Charles Dickens’ classic novella A Christmas Carol is re-packaged in Mr Magoo’s Christmas Carol, an animated cartoon featuring the loveable, bumbling Mr Magoo as Ebenezer Scrooge. In the Christmas past sequence Mr Magoo, as Scrooge, sings a moving duet with his younger self:
A hand for each hand was planned for the world
Why don’t my fingers reach?
Millions of grains of sand in the world
Why such a lonely beach?
Where is a voice to answer me back?
Where are two shoes to click to my clack?
I’m all alone in the world.
Life is a lonely beach for many as the ancient Hebrew psalmist (Psalm 102) discovered. “I am an owl that lives among ruins, I lie awake and have become like a bird, solitary on a roof top.”
Francesca Beauman traces this loneliness at the heart of human life in her delightful book A Shapely Ankle Preferred, a history of lonely hearts ads from 1695. Beginning with letters, like that of a young gentleman in 1695 writing in a popular London pamphlet indicating how he would “willingly match himself to some Good Young Gentlewoman, that has a fortune of three thousand pounds or thereabouts,” she concludes with the Internet and its variety of social pages through which people reach out for love and companionship.
She notes that in the search for love, “the qualities that men believe appeal to women have unquestionably changed considerably over the years: ‘a clear head’ (1777) or ‘of plain person and manners’ (1782) are not on many women’s ‘must- have’ list today.”
By the mid 18th century, income, gentility and respectability were the most desirable traits sought in prospective partners, though some asked for “a shapely ankle” or a “non-dancer”!
This search for companionship, love and marriage, was not limited to any one group of people. Amongst the advertisers were aristocrats, MPs, bus drivers, country squires, city swells, war widows and singles from every social strata. Even 19th and 20th century variations of scammers were not averse to using the lonely hearts ads for their nefarious purposes.

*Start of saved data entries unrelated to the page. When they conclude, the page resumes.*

//! # Redis
//!
//! Document store for todos.
//!
//! Every handler talks to the store through [`TodoStore`], a handle that can
//! insert, list, update and delete records by id in one collection. The handle
//! is opened once at startup and shared by every request.
//!
//! ## Requirements
//!
//! - Newest-first listing of the whole collection
//! - Per-record atomic writes, no in-process locking
//! - "Record absent" reported separately from store failures
//!
//! ## Implementation
//!
//! - One string key per todo: `{prefix}:todo:{id}` holding the record as JSON
//! - One sorted set `{prefix}:todos` of ids, scored by a creation sequence
//! - Sequence counter `{prefix}:seq`, bumped with `INCR` on every create so two
//!   todos created within the same millisecond still list in order
//! - Create and delete run as `MULTI` pipelines so the record and its index
//!   entry appear and disappear together
//! - Update writes with `SET ... XX`; an update that loses a race with a
//!   delete reports the record as missing instead of bringing it back
use std::time::Duration;

use async_trait::async_trait;
use chrono::Utc;
use redis::{
    AsyncCommands, Client,
    aio::{ConnectionManager, ConnectionManagerConfig},
};
use tracing::debug;
use uuid::Uuid;

use crate::{error::StoreError, models::TodoRecord};

#[async_trait]
pub trait TodoStore: Send + Sync {
    async fn insert(&self, record: TodoRecord) -> Result<TodoRecord, StoreError>;

    /// Whole collection, newest first.
    async fn list(&self) -> Result<Vec<TodoRecord>, StoreError>;

    /// `None` when no record has this key.
    async fn update(&self, key: Uuid, content: String) -> Result<Option<TodoRecord>, StoreError>;

    /// `false` when no record has this key.
    async fn delete(&self, key: Uuid) -> Result<bool, StoreError>;
}

pub struct RedisStore {
    connection: ConnectionManager,
    prefix: String,
}

pub async fn init_redis(redis_url: &str, prefix: &str) -> Result<RedisStore, StoreError> {
    let config = ConnectionManagerConfig::new()
        .set_number_of_retries(1)
        .set_connection_timeout(Duration::from_millis(500));

    let client = Client::open(redis_url)?;
    let connection = client.get_connection_manager_with_config(config).await?;

    Ok(RedisStore {
        connection,
        prefix: prefix.to_string(),
    })
}

impl RedisStore {
    fn todo_key(&self, key: &str) -> String {
        format!("{}:todo:{key}", self.prefix)
    }

    fn index_key(&self) -> String {
        format!("{}:todos", self.prefix)
    }

    fn sequence_key(&self) -> String {
        format!("{}:seq", self.prefix)
    }
}

#[async_trait]
impl TodoStore for RedisStore {
    async fn insert(&self, record: TodoRecord) -> Result<TodoRecord, StoreError> {
        let mut connection = self.connection.clone();
        let id = record.key.to_string();
        let payload = serde_json::to_string(&record)?;

        let sequence: u64 = connection.incr(self.sequence_key(), 1).await?;

        redis::pipe()
            .atomic()
            .set(self.todo_key(&id), payload)
            .ignore()
            .zadd(self.index_key(), &id, sequence)
            .ignore()
            .query_async::<()>(&mut connection)
            .await?;

        debug!(%id, sequence, "Inserted todo");

        Ok(record)
    }

    async fn list(&self) -> Result<Vec<TodoRecord>, StoreError> {
        let mut connection = self.connection.clone();

        let ids: Vec<String> = connection.zrevrange(self.index_key(), 0, -1).await?;
        if ids.is_empty() {
            return Ok(Vec::new());
        }

        let keys: Vec<String> = ids.iter().map(|id| self.todo_key(id)).collect();
        let payloads: Vec<Option<String>> = redis::cmd("MGET")
            .arg(&keys)
            .query_async(&mut connection)
            .await?;

        // A missing payload is a record deleted between the two reads.
        payloads
            .into_iter()
            .flatten()
            .map(|payload| serde_json::from_str(&payload).map_err(StoreError::from))
            .collect()
    }

    async fn update(&self, key: Uuid, content: String) -> Result<Option<TodoRecord>, StoreError> {
        let mut connection = self.connection.clone();
        let todo_key = self.todo_key(&key.to_string());

        let payload: Option<String> = connection.get(&todo_key).await?;
        let Some(payload) = payload else {
            return Ok(None);
        };

        let mut record: TodoRecord = serde_json::from_str(&payload)?;
        record.content = content;
        record.updated_at = Utc::now();

        let written: Option<String> = redis::cmd("SET")
            .arg(&todo_key)
            .arg(serde_json::to_string(&record)?)
            .arg("XX")
            .query_async(&mut connection)
            .await?;

        Ok(written.map(|_| record))
    }

    async fn delete(&self, key: Uuid) -> Result<bool, StoreError> {
        let mut connection = self.connection.clone();
        let id = key.to_string();

        let (removed, _unindexed): (u64, u64) = redis::pipe()
            .atomic()
            .del(self.todo_key(&id))
            .zrem(self.index_key(), &id)
            .query_async(&mut connection)
            .await?;

        Ok(removed > 0)
    }
}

This longing for companionship was exacerbated by the growth of cities that made it harder for people to meet, the demands of work that left little time for social and personal engagement and shifting to new locations, where people often had no one to whom they could turn for friendship and love.
“Life in urbanised society,” continues Beauman, “could be intensely lonely. It was a world made up of strangers and the sense of isolation could overwhelm one.” Modern urban society is the same. “There are people everywhere and yet nowhere. Even our next-door neighbours are often strangers.”
There are pluses of course. Urbanisation brought new freedom, fewer nosy neighbours or interfering relatives. People are freer to create relationships, seek love and establish fresh communal links. The hard part is making that happen.
I discovered this reality some years ago when I spent part of a study leave in New York with a ministry team that took in the Big Apple’s crowded singles bars; testimony to the difficulties women and men face in searching for love and belonging.
Now it’s the Internet’s social pages where, in an age of “sell, sell, sell,” huge numbers “sell” themselves in hope of bringing an end to their loneliness.
“Lonely hearts ads,” concludes Bauman, “are a most public declaration of the most human of desires, love and companionship, desires that in the 21st century are as pronounced as ever, as the battle intensifies against alienation. Lonely-hearts ads are, in essence, an expression of hope. And without hope, what else is there?”
With Pentecost Sunday just passed, St John’s description of the Holy Spirit as friend, ally and helper offers a salutary reminder to the Church that, as a community of the Spirit, it should be a place of hope for all who struggle with life, alienation, loneliness, and a longing for love.